As every solution provider with a strong vertical business must, Kite Technology will need to address anew the question of how strongly to prioritize its vertical business versus other types of customers.
"We actually have a sales summit planned for two weeks from now. We are going to do a two-day deep dive where we're going to look very closely at where do we take this now that we're all together," Kite said. "I can tell you that my intention is to maintain a dual-pronged strategy, where within our geographically reachable market, to me that's a comfort zone of one to two hours, I'm comfortable serving clients outside of our insurance vertical niche. I believe that we're going to continue to reach clients and grow that business. And I know for sure that we are going to be intentional about expanding what Nick has done in that remote-only-type service model to an even broader national market."

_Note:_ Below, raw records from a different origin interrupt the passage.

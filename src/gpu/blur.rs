// gpu/blur.rs — GPU batched Gaussian noise-reduction stage.
//
// Mirrors blur::gaussian_blur: same tiling, same populated-extent
// clamping, same separable g(|i|)·g(|j|) weighting normalized by the
// applied-weight sum. Coefficients are computed host-side from
// kernels::gaussian_kernel_1d and carried vec4-packed in the dispatch
// uniform (right half only — the table is symmetric).

use wgpu::util::DeviceExt;

use crate::batch::RGB_CHANNELS;
use crate::blur::validate_blur_params;
use crate::error::PipelineError;
use crate::gpu::batch::GpuBatch;
use crate::gpu::device::GpuDevice;
use crate::kernels::gaussian_kernel_1d;

/// Uniform params (must match BlurParams in blur.wgsl):
///   offset  0: width, height, batch, radius (4 × u32)
///   offset 16: coeffs (4 × vec4<f32>)
///   total:  80 bytes
#[repr(C)]
#[derive(Copy, Clone, bytemuck::Pod, bytemuck::Zeroable)]
struct BlurParams {
    width: u32,
    height: u32,
    batch: u32,
    radius: u32,
    /// coeffs[k/4][k%4] = g(k) for offsets 0..=radius.
    coeffs: [[f32; 4]; 4],
}

impl BlurParams {
    fn new(width: u32, height: u32, batch: u32, delta: f32, radius: usize) -> Self {
        // Right half of the symmetric table: offsets 0, 1, ..., radius.
        let kernel = gaussian_kernel_1d(radius, delta);
        let right_half = &kernel[radius..];

        let mut coeffs = [[0.0f32; 4]; 4];
        for (k, &c) in right_half.iter().enumerate() {
            coeffs[k / 4][k % 4] = c;
        }

        BlurParams { width, height, batch, radius: radius as u32, coeffs }
    }
}

/// Compiled Gaussian blur pipeline. Create once, reuse per run.
pub struct GpuBlurPipeline {
    pipeline: wgpu::ComputePipeline,
    bgl: wgpu::BindGroupLayout,
}

impl GpuBlurPipeline {
    pub fn new(gpu: &GpuDevice) -> Self {
        let ws = gpu.workgroup_size;
        let shader_src = include_str!("../shaders/blur.wgsl")
            .replace("{{WG_X}}", &ws.x.to_string())
            .replace("{{WG_Y}}", &ws.y.to_string())
            .replace("{{WG_Z}}", &ws.z.to_string())
            .replace("{{TILE_LEN}}", &ws.tile_len().to_string());

        let shader = gpu.device.create_shader_module(wgpu::ShaderModuleDescriptor {
            label: Some("blur.wgsl"),
            source: wgpu::ShaderSource::Wgsl(shader_src.into()),
        });

        let bgl = gpu.device.create_bind_group_layout(&wgpu::BindGroupLayoutDescriptor {
            label: Some("GpuBlur BGL"),
            entries: &[
                // 0 — packed rgb input
                wgpu::BindGroupLayoutEntry {
                    binding: 0,
                    visibility: wgpu::ShaderStages::COMPUTE,
                    ty: wgpu::BindingType::Buffer {
                        ty: wgpu::BufferBindingType::Storage { read_only: true },
                        has_dynamic_offset: false,
                        min_binding_size: None,
                    },
                    count: None,
                },
                // 1 — packed rgb output
                wgpu::BindGroupLayoutEntry {
                    binding: 1,
                    visibility: wgpu::ShaderStages::COMPUTE,
                    ty: wgpu::BindingType::Buffer {
                        ty: wgpu::BufferBindingType::Storage { read_only: false },
                        has_dynamic_offset: false,
                        min_binding_size: None,
                    },
                    count: None,
                },
                // 2 — params uniform
                wgpu::BindGroupLayoutEntry {
                    binding: 2,
                    visibility: wgpu::ShaderStages::COMPUTE,
                    ty: wgpu::BindingType::Buffer {
                        ty: wgpu::BufferBindingType::Uniform,
                        has_dynamic_offset: false,
                        min_binding_size: None,
                    },
                    count: None,
                },
            ],
        });

        let layout = gpu.device.create_pipeline_layout(&wgpu::PipelineLayoutDescriptor {
            label: Some("GpuBlur pipeline layout"),
            bind_group_layouts: &[&bgl],
            push_constant_ranges: &[],
        });

        let pipeline = gpu.device.create_compute_pipeline(&wgpu::ComputePipelineDescriptor {
            label: Some("gaussian_blur"),
            layout: Some(&layout),
            module: &shader,
            entry_point: "gaussian_blur",
            compilation_options: wgpu::PipelineCompilationOptions::default(),
            cache: None,
        });

        GpuBlurPipeline { pipeline, bgl }
    }

    /// Blur `input` (3-channel) into `output` (3-channel) and block until
    /// the device retires the dispatch.
    ///
    /// # Errors
    /// `Configuration` on shape/parameter problems, `Launch` if the
    /// device rejects the dispatch.
    pub fn apply(
        &self,
        gpu: &GpuDevice,
        input: &GpuBatch,
        output: &GpuBatch,
        delta: f32,
        radius: usize,
    ) -> Result<(), PipelineError> {
        if input.channels != RGB_CHANNELS as u32 || output.channels != RGB_CHANNELS as u32 {
            return Err(PipelineError::Configuration {
                detail: format!(
                    "blur expects 3-channel input and output (got {} and {})",
                    input.channels, output.channels
                ),
            });
        }
        if (input.width, input.height, input.batch) != (output.width, output.height, output.batch) {
            return Err(PipelineError::Configuration {
                detail: "blur input/output dimensions differ".into(),
            });
        }
        validate_blur_params(delta, radius)?;

        let params = BlurParams::new(input.width, input.height, input.batch, delta, radius);
        let params_buf = gpu.device.create_buffer_init(&wgpu::util::BufferInitDescriptor {
            label: Some("BlurParams"),
            contents: bytemuck::bytes_of(&params),
            usage: wgpu::BufferUsages::UNIFORM,
        });

        let bind_group = gpu.device.create_bind_group(&wgpu::BindGroupDescriptor {
            label: Some("GpuBlur BG"),
            layout: &self.bgl,
            entries: &[
                wgpu::BindGroupEntry { binding: 0, resource: input.buffer.as_entire_binding() },
                wgpu::BindGroupEntry { binding: 1, resource: output.buffer.as_entire_binding() },
                wgpu::BindGroupEntry { binding: 2, resource: params_buf.as_entire_binding() },
            ],
        });

        gpu.device.push_error_scope(wgpu::ErrorFilter::Validation);
        let mut encoder = gpu
            .device
            .create_command_encoder(&wgpu::CommandEncoderDescriptor { label: Some("GpuBlur") });
        {
            let mut pass = encoder.begin_compute_pass(&wgpu::ComputePassDescriptor {
                label: Some("gaussian_blur"),
                timestamp_writes: None,
            });
            pass.set_pipeline(&self.pipeline);
            pass.set_bind_group(0, &bind_group, &[]);
            let (dx, dy, dz) = gpu.dispatch_size(input.width, input.height, input.batch);
            pass.dispatch_workgroups(dx, dy, dz);
        }
        gpu.queue.submit(std::iter::once(encoder.finish()));
        if let Some(e) = pollster::block_on(gpu.device.pop_error_scope()) {
            return Err(PipelineError::Launch { detail: e.to_string() });
        }

        gpu.device.poll(wgpu::Maintain::Wait);
        Ok(())
    }
}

Meanwhile, as many channel executives predict that IP will become even more important for the tech channel in the year ahead, the Kite-AIS business is an example that IP isn't just for coding ISVs.
"It's much more than an IT understanding of the insurance agency," Kite said when asked about the company's core IP. "We also provide consulting. We have, I think, six staff now who have been full-time employed inside an insurance agency. We know what it takes, understand the complexities."
Keys are knowing how insurance agency employees live in the browser and the big insurance company Web pages and knowing the peculiarities and browser versions or settings that make each site work best, as well as helping clients navigate support for the crucial line-of-business applications like AMS360, Applied TAM and Applied Epic.
As the Kite-AIS deal just a few days into 2017 demonstrates, combining vertical expertise and spinning up a strong cloud/remote support model is one way that growing MSPs will be grabbing for the brass ring of national scale in 2017.